Мало мы знаем о Петре – любителе слова. От его прадеда, патриарха Филарета осталась правнуку азбука большой печати. За буквами, слогами и словами следовали молитвы. Азбуку учили долго, вместе с усвоением букв надо было заучивать и молитву. Учителем Петра был благочестивый боярин Зотов. Он боялся своего ученика и часто падал перед ним на колени. Какое уж здесь учение, вроде бы! Но благодаря Зотову будущий царь знал наизусть Евангелие. Тоже, кстати, следовало бы обратить внимание современных педагогов на данный пример образования. Были и художественные книги. Иллюстрированные сказки, вроде Бовы Королевича или Рыцаря Роланда: дежурная литература после Тридентского собора. Это когда еще появятся «античные» образцы. А потом Петр сам выучил греческую и римскую мифологию.

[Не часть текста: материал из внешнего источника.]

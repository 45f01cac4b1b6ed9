// Bit-level I/O for the block codec.
//
// Both directions are LSB-first: the first bit written lands in bit 0 of
// the first output byte.  Prefix codes are stored bit-reversed by the
// symbol coder so that they can be emitted with a single `write_bits`.
//
// - `writer`: BitWriter, packs values into bytes, drains completed bytes
// - `reader`: BitReader, buffered, rewindable bit consumer

pub mod reader;
pub mod writer;

pub use reader::{BitMark, BitReader};
pub use writer::BitWriter;

/// Reverse the low `len` bits of `code`.
#[inline]
pub fn reverse_bits(code: u32, len: u32) -> u32 {
    if len == 0 {
        return 0;
    }
    code.reverse_bits() >> (32 - len)
}

#[cfg(test)]
mod tests {
    use super::*;

    #[test]
    fn reverse_small_codes() {
        assert_eq!(reverse_bits(0b1, 1), 0b1);
        assert_eq!(reverse_bits(0b10, 2), 0b01);
        assert_eq!(reverse_bits(0b1101, 4), 0b1011);
        assert_eq!(reverse_bits(0b0011_0000, 8), 0b0000_1100);
        assert_eq!(reverse_bits(0, 0), 0);
    }

    #[test]
    fn writer_reader_agree_on_bit_order() {
        let mut w = BitWriter::new();
        w.write_bits(0b101, 3);
        w.write_bits(0x1234, 16);
        w.write_bits(0, 1);
        w.write_bits(0x7F, 7);
        w.flush_to_byte();
        let bytes = w.take_bytes();

        let mut r = BitReader::new();
        r.feed(&bytes);
        assert_eq!(r.read_bits(3).unwrap(), 0b101);
        assert_eq!(r.read_bits(16).unwrap(), 0x1234);
        assert_eq!(r.read_bits(1).unwrap(), 0);
        assert_eq!(r.read_bits(7).unwrap(), 0x7F);
    }
}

Однажды он выбранил плохой перевод иностранной книги, заявив, что он не для людей сделан. И постановил: «переводчики жалованья до той поры не получат, пока на простое русское наречие книгу не переведут». Недурно было бы и сегодня принять такой указ.

Петру были свойственные трагические и резкие высказывания, шекспировские жесты, что было свойственно и остальным Романовым. Придворный Нартов как-то рассказывал: «Однажды, когда в Петербург приехали плясуны и акробаты, Петр заметил: „Здесь надобны художники, а не фигляры. Петербург не Париж. Пришельцам шатунам сорить грех“. Уезжая же из Парижа и сокрушаясь, что должен покинуть место, где цветут науки и искусства, неожиданно прибавил: „Жалею, что этот город рано или поздно от роскоши и необузданности претерпит великий вред, а от смрада вымрет“».

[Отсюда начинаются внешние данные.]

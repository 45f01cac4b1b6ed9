#![no_main]
use libfuzzer_sys::fuzz_target;

fuzz_target!(|data: &[u8]| {
    let text = String::from_utf8_lossy(data);
    let mut args = Vec::<String>::new();
    for token in text.split_whitespace().take(32) {
        args.push(token.to_string());
    }
    streamflate::cli::fuzz_try_parse_args(&args);
});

Как-то король Англии во время пребывания там Петра заметил, что русский царь имеет пристрастие только к морскому делу, а при виде красивых зданий и садов остается равнодушным. На картины Кенигстонского дворца Петр не обратил никакого внимания, зато заинтересовался замеченным на камине королевского кабинета прибором, который указывал направление ветра. Действительно, и в Англии Петр в свободные минуты успевал заниматься столярным делом. Англичане посчитали это мелочным, но в газете за 6 февраля 1698 года опубликовали описание некоторых предметов мебели, которые изготовил русский царь. В Голландии Петр изучал граверное дело. Одна из сделанных им гравюр изображала победу христианства над исламом, в стиле не так давно избранных династией приоритетов.

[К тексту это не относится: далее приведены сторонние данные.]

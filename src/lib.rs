//! Streamflate: a streaming, bounded-memory DEFLATE-style codec in Rust.
//!
//! The crate provides:
//! - LZ77 match finding over a sliding window (`hash`)
//! - Canonical, length-limited Huffman coding (`huffman`) over an LSB-first
//!   bit stream (`bitstream`)
//! - Stored/fixed/dynamic block coding (`block`)
//! - Push-based streaming APIs with bounded memory (`compress`)
//! - One-shot helpers (`engine`) and reader/file helpers (`io`)
//! - An optional CLI (`cli` feature)
//!
//! # Quick Start
//!
//! ```
//! use streamflate::{CompressOptions, Compressor, Decompressor};
//!
//! let mut enc = Compressor::new(CompressOptions::default()).unwrap();
//! let mut packed = enc.compress(b"hello hello hello hello").unwrap();
//! packed.extend(enc.finish().unwrap());
//!
//! let mut dec = Decompressor::new();
//! let unpacked = dec.decompress(&packed).unwrap();
//! dec.finish().unwrap();
//! assert_eq!(unpacked, b"hello hello hello hello");
//! ```

pub mod bitstream;
pub mod block;
pub mod compress;
pub mod engine;
pub mod error;
pub mod hash;
pub mod header;
pub mod huffman;
pub mod io;

#[cfg(feature = "cli")]
pub mod cli;

pub use compress::{CompressOptions, Compressor, Decompressor};
pub use error::{CodecError, Result};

Пробовал себя Петр в архитектурном деле, выстроив для себя дворцы, Зимний и Летний, на берегу Невы. Главные части здания не соответствовали флигелям и образовывали неуклюжие углы. Но царь распорядился сделать двойные потолки, чтобы получилась иллюзия деревянного домика. Принимал участие и в начертании плана Петропавловской крепости.

Петр обладал невероятной силой воображения. Может быть, эта сила и помогла ему окончательно «поднять Россию на дыбы», перевернув ее вверх дном. В последние годы жизни он мечтал возобновить колосса Родосского между Кронштадтом и Кроншлотом и поставить громадный маяк, под аркой которого могли бы проплывать большие корабли, а наверху возвышались бы крепость и маячный огонь. Он был как бы Геркулесом, орудовавшим в государстве лилипутов. Или слоном в посудной лавке. На выбор.